In other words it is possible to deliver a fast project, but you won’t get there if that is the goal. Fast schedule is delivered by good planning and control of a project. On the other hand if fast schedule is the goal, then usually front-end planning is the first part to be cut out, and in doing so the project seals its own fate.
Addressing Project Failure
Having established and quantified the nature of E&P project failure, what solutions do I propose?
Well as I am now back on the owner side, the need to deliver project success has taken on more than an academic interest. As of today I don’t have any immediate solution. However I am working towards developing an asset evaluation tool that will help to highlight the importance of various decisions that might be taken during the planning phases of a project. In doing so I hope to be able to more ably demonstrate the true value of information, such that more informed decisions can be made.

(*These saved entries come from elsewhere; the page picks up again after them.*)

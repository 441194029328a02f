//! Category-specific technical specifications.
//!
//! Every category declares the attributes it knows about; anything else the
//! catalog carries lands in an ordered `other` map so it can still be shown
//! under a generic "other specs" heading.

use crate::catalog::Category;
use serde::{Deserialize, Deserializer, Serialize};
use std::collections::BTreeMap;
use std::fmt;

/// A single spec value as found in the catalog document.
#[derive(Debug, Clone, PartialEq, Serialize, Deserialize)]
#[serde(untagged)]
pub enum SpecValue {
    Null,
    Flag(bool),
    Number(serde_json::Number),
    Text(String),
    List(Vec<SpecValue>),
    Map(BTreeMap<String, SpecValue>),
}

impl SpecValue {
    /// Interpret the value as an integer, accepting numeric text.
    pub fn as_i64(&self) -> Option<i64> {
        match self {
            SpecValue::Number(n) => n.as_i64(),
            SpecValue::Text(s) => s.trim().parse().ok(),
            _ => None,
        }
    }
}

impl fmt::Display for SpecValue {
    fn fmt(&self, f: &mut fmt::Formatter<'_>) -> fmt::Result {
        match self {
            SpecValue::Null => f.write_str("-"),
            SpecValue::Flag(true) => f.write_str("Yes"),
            SpecValue::Flag(false) => f.write_str("No"),
            SpecValue::Number(n) => write!(f, "{}", n),
            SpecValue::Text(s) => f.write_str(s),
            SpecValue::List(items) => {
                let parts: Vec<String> = items.iter().map(|v| v.to_string()).collect();
                f.write_str(&parts.join(", "))
            }
            SpecValue::Map(entries) => {
                let parts: Vec<String> = entries.iter().map(|(k, v)| format!("{k}: {v}")).collect();
                f.write_str(&parts.join(", "))
            }
        }
    }
}

/// An ordered list of option tiers; index 0 is the included tier.
///
/// The catalog may give a single value (`"memory": "8GB"`) or a list.
#[derive(Debug, Clone, PartialEq, Eq, Default, Serialize, Deserialize)]
#[serde(from = "RawTiers", into = "Vec<String>")]
pub struct TierList(Vec<String>);

#[derive(Deserialize)]
#[serde(untagged)]
enum RawTiers {
    Many(Vec<TierLabel>),
    One(TierLabel),
}

#[derive(Deserialize)]
#[serde(untagged)]
enum TierLabel {
    Text(String),
    Number(serde_json::Number),
}

impl From<TierLabel> for String {
    fn from(label: TierLabel) -> Self {
        match label {
            TierLabel::Text(s) => s,
            TierLabel::Number(n) => n.to_string(),
        }
    }
}

impl From<RawTiers> for TierList {
    fn from(raw: RawTiers) -> Self {
        match raw {
            RawTiers::Many(labels) => TierList(labels.into_iter().map(String::from).collect()),
            RawTiers::One(label) => TierList(vec![label.into()]),
        }
    }
}

impl From<TierList> for Vec<String> {
    fn from(tiers: TierList) -> Self {
        tiers.0
    }
}

impl TierList {
    pub fn new<S: Into<String>>(labels: impl IntoIterator<Item = S>) -> Self {
        Self(labels.into_iter().map(Into::into).collect())
    }

    /// The included tier.
    pub fn base(&self) -> Option<&str> {
        self.0.first().map(String::as_str)
    }

    /// Position of a label, if it is one of the tiers.
    pub fn position(&self, label: &str) -> Option<usize> {
        self.0.iter().position(|t| t == label)
    }

    pub fn contains(&self, label: &str) -> bool {
        self.position(label).is_some()
    }

    pub fn iter(&self) -> impl Iterator<Item = &str> {
        self.0.iter().map(String::as_str)
    }

    pub fn len(&self) -> usize {
        self.0.len()
    }

    pub fn is_empty(&self) -> bool {
        self.0.is_empty()
    }
}

/// Attributes shared by every category: the configurable tiers and the
/// release year.
#[derive(Debug, Clone, PartialEq, Default, Serialize, Deserialize)]
#[serde(rename_all = "camelCase")]
pub struct TierSpecs {
    #[serde(default, skip_serializing_if = "Option::is_none")]
    pub storage_options: Option<TierList>,
    #[serde(default, skip_serializing_if = "Option::is_none")]
    pub memory: Option<TierList>,
    #[serde(
        default,
        deserialize_with = "lenient_year",
        skip_serializing_if = "Option::is_none"
    )]
    pub release_year: Option<i32>,
}

fn lenient_year<'de, D>(deserializer: D) -> Result<Option<i32>, D::Error>
where
    D: Deserializer<'de>,
{
    let value = Option::<SpecValue>::deserialize(deserializer)?;
    Ok(value
        .and_then(|v| v.as_i64())
        .and_then(|y| i32::try_from(y).ok()))
}

type OtherSpecs = BTreeMap<String, SpecValue>;

/// iPhone specs.
#[derive(Debug, Clone, PartialEq, Default, Serialize, Deserialize)]
#[serde(rename_all = "camelCase")]
pub struct PhoneSpecs {
    #[serde(flatten)]
    pub tiers: TierSpecs,
    pub display: Option<SpecValue>,
    pub chip: Option<SpecValue>,
    pub camera_specs: Option<SpecValue>,
    pub dynamic_island: Option<SpecValue>,
    #[serde(rename = "faceID")]
    pub face_id: Option<SpecValue>,
    #[serde(rename = "AppleIntelligence")]
    pub apple_intelligence: Option<SpecValue>,
    #[serde(rename = "5G")]
    pub five_g: Option<SpecValue>,
    pub battery: Option<SpecValue>,
    pub water_resistance: Option<SpecValue>,
    #[serde(flatten)]
    pub other: OtherSpecs,
}

/// Mac specs.
#[derive(Debug, Clone, PartialEq, Default, Serialize, Deserialize)]
#[serde(rename_all = "camelCase")]
pub struct MacSpecs {
    #[serde(flatten)]
    pub tiers: TierSpecs,
    pub display: Option<SpecValue>,
    pub chip: Option<SpecValue>,
    pub cpu_cores: Option<SpecValue>,
    pub gpu_cores: Option<SpecValue>,
    pub graphics: Option<SpecValue>,
    pub ports: Option<SpecValue>,
    pub thunderbolt: Option<SpecValue>,
    pub battery_hour: Option<SpecValue>,
    pub weight: Option<SpecValue>,
    #[serde(flatten)]
    pub other: OtherSpecs,
}

/// iPad specs.
#[derive(Debug, Clone, PartialEq, Default, Serialize, Deserialize)]
#[serde(rename_all = "camelCase")]
pub struct TabletSpecs {
    #[serde(flatten)]
    pub tiers: TierSpecs,
    pub display: Option<SpecValue>,
    pub chip: Option<SpecValue>,
    pub pencil_support: Option<SpecValue>,
    pub keyboard_support: Option<SpecValue>,
    pub connectivity: Option<SpecValue>,
    pub battery: Option<SpecValue>,
    #[serde(flatten)]
    pub other: OtherSpecs,
}

/// Apple Watch specs.
#[derive(Debug, Clone, PartialEq, Default, Serialize, Deserialize)]
#[serde(rename_all = "camelCase")]
pub struct WatchSpecs {
    #[serde(flatten)]
    pub tiers: TierSpecs,
    pub display: Option<SpecValue>,
    pub chip: Option<SpecValue>,
    pub sensors: Option<SpecValue>,
    pub health_features: Option<SpecValue>,
    pub water_resistance: Option<SpecValue>,
    pub battery: Option<SpecValue>,
    #[serde(flatten)]
    pub other: OtherSpecs,
}

/// AirPods specs.
#[derive(Debug, Clone, PartialEq, Default, Serialize, Deserialize)]
#[serde(rename_all = "camelCase")]
pub struct AudioSpecs {
    #[serde(flatten)]
    pub tiers: TierSpecs,
    pub chip: Option<SpecValue>,
    pub audio_features: Option<SpecValue>,
    pub microphones: Option<SpecValue>,
    pub battery: Option<SpecValue>,
    pub charging: Option<SpecValue>,
    pub water_resistance: Option<SpecValue>,
    #[serde(flatten)]
    pub other: OtherSpecs,
}

/// Accessory specs.
#[derive(Debug, Clone, PartialEq, Default, Serialize, Deserialize)]
#[serde(rename_all = "camelCase")]
pub struct AccessorySpecs {
    #[serde(flatten)]
    pub tiers: TierSpecs,
    pub connector: Option<SpecValue>,
    pub length: Option<SpecValue>,
    pub max_power: Option<SpecValue>,
    pub material: Option<SpecValue>,
    #[serde(flatten)]
    pub other: OtherSpecs,
}

/// Specs keyed by the product's category.
#[derive(Debug, Clone, PartialEq, Serialize)]
#[serde(untagged)]
pub enum ProductSpecs {
    IPhone(PhoneSpecs),
    Mac(MacSpecs),
    IPad(TabletSpecs),
    AppleWatch(WatchSpecs),
    AirPods(AudioSpecs),
    Accessories(AccessorySpecs),
}

/// Labelled known attributes, in display order.
type Known<'a> = Vec<(&'static str, &'a Option<SpecValue>)>;

impl ProductSpecs {
    /// Interpret a raw specs object for the given category.
    pub fn from_parts(
        category: Category,
        raw: serde_json::Map<String, serde_json::Value>,
    ) -> Result<Self, serde_json::Error> {
        let value = serde_json::Value::Object(raw);
        Ok(match category {
            Category::IPhone => ProductSpecs::IPhone(serde_json::from_value(value)?),
            Category::Mac => ProductSpecs::Mac(serde_json::from_value(value)?),
            Category::IPad => ProductSpecs::IPad(serde_json::from_value(value)?),
            Category::AppleWatch => ProductSpecs::AppleWatch(serde_json::from_value(value)?),
            Category::AirPods => ProductSpecs::AirPods(serde_json::from_value(value)?),
            Category::Accessories => ProductSpecs::Accessories(serde_json::from_value(value)?),
        })
    }

    /// Empty specs for a category.
    pub fn empty(category: Category) -> Self {
        match category {
            Category::IPhone => ProductSpecs::IPhone(PhoneSpecs::default()),
            Category::Mac => ProductSpecs::Mac(MacSpecs::default()),
            Category::IPad => ProductSpecs::IPad(TabletSpecs::default()),
            Category::AppleWatch => ProductSpecs::AppleWatch(WatchSpecs::default()),
            Category::AirPods => ProductSpecs::AirPods(AudioSpecs::default()),
            Category::Accessories => ProductSpecs::Accessories(AccessorySpecs::default()),
        }
    }

    pub fn tiers(&self) -> &TierSpecs {
        match self {
            ProductSpecs::IPhone(s) => &s.tiers,
            ProductSpecs::Mac(s) => &s.tiers,
            ProductSpecs::IPad(s) => &s.tiers,
            ProductSpecs::AppleWatch(s) => &s.tiers,
            ProductSpecs::AirPods(s) => &s.tiers,
            ProductSpecs::Accessories(s) => &s.tiers,
        }
    }

    pub fn storage_options(&self) -> Option<&TierList> {
        self.tiers().storage_options.as_ref()
    }

    pub fn memory(&self) -> Option<&TierList> {
        self.tiers().memory.as_ref()
    }

    pub fn release_year(&self) -> Option<i32> {
        self.tiers().release_year
    }

    /// Attributes the category does not declare.
    pub fn other(&self) -> &BTreeMap<String, SpecValue> {
        match self {
            ProductSpecs::IPhone(s) => &s.other,
            ProductSpecs::Mac(s) => &s.other,
            ProductSpecs::IPad(s) => &s.other,
            ProductSpecs::AppleWatch(s) => &s.other,
            ProductSpecs::AirPods(s) => &s.other,
            ProductSpecs::Accessories(s) => &s.other,
        }
    }

    /// Known attributes that are present, labelled for display.
    pub fn highlights(&self) -> Vec<(&'static str, &SpecValue)> {
        let known: Known<'_> = match self {
            ProductSpecs::IPhone(s) => vec![
                ("Display", &s.display),
                ("Chip", &s.chip),
                ("Camera", &s.camera_specs),
                ("Dynamic Island", &s.dynamic_island),
                ("Face ID", &s.face_id),
                ("Apple Intelligence", &s.apple_intelligence),
                ("5G", &s.five_g),
                ("Battery", &s.battery),
                ("Water resistance", &s.water_resistance),
            ],
            ProductSpecs::Mac(s) => vec![
                ("Display", &s.display),
                ("Chip", &s.chip),
                ("CPU cores", &s.cpu_cores),
                ("GPU cores", &s.gpu_cores),
                ("Graphics", &s.graphics),
                ("Ports", &s.ports),
                ("Thunderbolt", &s.thunderbolt),
                ("Battery life", &s.battery_hour),
                ("Weight", &s.weight),
            ],
            ProductSpecs::IPad(s) => vec![
                ("Display", &s.display),
                ("Chip", &s.chip),
                ("Apple Pencil", &s.pencil_support),
                ("Keyboard", &s.keyboard_support),
                ("Connectivity", &s.connectivity),
                ("Battery", &s.battery),
            ],
            ProductSpecs::AppleWatch(s) => vec![
                ("Display", &s.display),
                ("Chip", &s.chip),
                ("Sensors", &s.sensors),
                ("Health", &s.health_features),
                ("Water resistance", &s.water_resistance),
                ("Battery", &s.battery),
            ],
            ProductSpecs::AirPods(s) => vec![
                ("Chip", &s.chip),
                ("Audio", &s.audio_features),
                ("Microphones", &s.microphones),
                ("Battery", &s.battery),
                ("Charging", &s.charging),
                ("Water resistance", &s.water_resistance),
            ],
            ProductSpecs::Accessories(s) => vec![
                ("Connector", &s.connector),
                ("Length", &s.length),
                ("Max power", &s.max_power),
                ("Material", &s.material),
            ],
        };
        known
            .into_iter()
            .filter_map(|(label, value)| value.as_ref().map(|v| (label, v)))
            .collect()
    }
}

The tool is ultimately being developed for my own use and I believe it will be an important contribution to my current work at Twinza. This is the best way to develop any tool in my opinion. Not as a product that might be sold, but as a solution to a problem that needs to be solved by the developer. Will it work, and will it be useful? This I don’t know, but I’m fairly sure that if it works then I’ll share the results in this blog and maybe even try to get them published one day.
As for Twinza, I assure you we are staying far away from being schedule-driven to meet an unrealistic first hydrocarbons date!